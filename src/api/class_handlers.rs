use axum::{
    extract::{Path, Query, State},
    http::StatusCode,
    response::Json,
};
use serde_json::Value;

use crate::api::error::{ApiResult, OrApiError};
use crate::api::handlers::{
    create_document, delete_document, get_document, list_documents, parse_body, patch_document,
    AppState, View,
};
use crate::api::params::ListParams;
use crate::logic::{resolve_if_present, Populate, QueryResolver, ReferenceField};
use crate::model::{
    Class, Collection, DeleteResult, Document, FilterBuilder, FilterExpr, NewClass, UpdateResult,
};
use crate::store::traits::EntityStore;

const REFERENCES: &[ReferenceField] =
    &[ReferenceField::new("cantonId", "canton", Collection::Cantons)];

const CANTON_NAME: &[Populate] =
    &[Populate::new("cantonId", Collection::Cantons).select(&["name"])];

const VIEW: View = View::select(&["periode"]).populate(CANTON_NAME);

/// GET /classes?periode=&canton=
pub async fn list_classes<S: EntityStore>(
    State(store): State<AppState<S>>,
    Query(params): Query<Vec<(String, String)>>,
) -> ApiResult<Json<Vec<Value>>> {
    let params = ListParams::from(params);
    let resolver = QueryResolver::new(&*store);

    let by_canton = resolve_if_present(params.all("canton"), |names| {
        resolver.classes_by_canton_name(names)
    })
    .await
    .or_not_found("Classes not found")?;

    let filter = FilterBuilder::new()
        .and_some(params.first("periode"), |period| FilterExpr::eq("periode", period))
        .and_some(by_canton, |ids| FilterExpr::id_in(&ids))
        .build();

    list_documents(&*store, Collection::Classes, &filter, &VIEW, "Classes not found").await
}

pub async fn get_class<S: EntityStore>(
    State(store): State<AppState<S>>,
    Path(id): Path<String>,
) -> ApiResult<Json<Value>> {
    get_document(&*store, Collection::Classes, &id, &VIEW, "Class not found").await
}

pub async fn create_class<S: EntityStore>(
    State(store): State<AppState<S>>,
    Json(body): Json<Value>,
) -> ApiResult<(StatusCode, Json<Document>)> {
    let new: NewClass = parse_body(body)?;
    create_document(&*store, Collection::Classes, &new, REFERENCES).await
}

pub async fn delete_class<S: EntityStore>(
    State(store): State<AppState<S>>,
    Path(id): Path<String>,
) -> ApiResult<Json<DeleteResult>> {
    delete_document(&*store, Collection::Classes, &id, "Class not found").await
}

pub async fn update_class<S: EntityStore>(
    State(store): State<AppState<S>>,
    Path(id): Path<String>,
    Json(body): Json<Value>,
) -> ApiResult<Json<UpdateResult>> {
    patch_document::<S, Class>(&*store, &id, body, REFERENCES, "Class not found").await
}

────────────────

Problem to work on:
Exact reproduction of the listing above is required.

Exercise result:
filename src/api/class_handlers.rs
use axum::{
    extract::{Path, Query, State},
    http::StatusCode,
    response::Json,
};
use serde_json::Value;

use crate::api::error::{ApiResult, OrApiError};
use crate::api::handlers::{
    create_document, delete_document, get_document, list_documents, parse_body, patch_document,
    AppState, View,
};
use crate::api::params::ListParams;
use crate::logic::{resolve_if_present, Populate, QueryResolver, ReferenceField};
use crate::model::{
    Class, Collection, DeleteResult, Document, FilterBuilder, FilterExpr, NewClass, UpdateResult,
};
use crate::store::traits::EntityStore;

const REFERENCES: &[ReferenceField] =
    &[ReferenceField::new("cantonId", "canton", Collection::Cantons)];

const CANTON_NAME: &[Populate] =
    &[Populate::new("cantonId", Collection::Cantons).select(&["name"])];

const VIEW: View = View::select(&["periode"]).populate(CANTON_NAME);

/// GET /classes?periode=&canton=
pub async fn list_classes<S: EntityStore>(
    State(store): State<AppState<S>>,
    Query(params): Query<Vec<(String, String)>>,
) -> ApiResult<Json<Vec<Value>>> {
    let params = ListParams::from(params);
    let resolver = QueryResolver::new(&*store);

    let by_canton = resolve_if_present(params.all("canton"), |names| {
        resolver.classes_by_canton_name(names)
    })
    .await
    .or_not_found("Classes not found")?;

    let filter = FilterBuilder::new()
        .and_some(params.first("periode"), |period| FilterExpr::eq("periode", period))
        .and_some(by_canton, |ids| FilterExpr::id_in(&ids))
        .build();

    list_documents(&*store, Collection::Classes, &filter, &VIEW, "Classes not found").await
}

pub async fn get_class<S: EntityStore>(
    State(store): State<AppState<S>>,
    Path(id): Path<String>,
) -> ApiResult<Json<Value>> {
    get_document(&*store, Collection::Classes, &id, &VIEW, "Class not found").await
}

pub async fn create_class<S: EntityStore>(
    State(store): State<AppState<S>>,
    Json(body): Json<Value>,
) -> ApiResult<(StatusCode, Json<Document>)> {
    let new: NewClass = parse_body(body)?;
    create_document(&*store, Collection::Classes, &new, REFERENCES).await
}

pub async fn delete_class<S: EntityStore>(
    State(store): State<AppState<S>>,
    Path(id): Path<String>,
) -> ApiResult<Json<DeleteResult>> {
    delete_document(&*store, Collection::Classes, &id, "Class not found").await
}

pub async fn update_class<S: EntityStore>(
    State(store): State<AppState<S>>,
    Path(id): Path<String>,
    Json(body): Json<Value>,
) -> ApiResult<Json<UpdateResult>> {
    patch_document::<S, Class>(&*store, &id, body, REFERENCES, "Class not found").await
}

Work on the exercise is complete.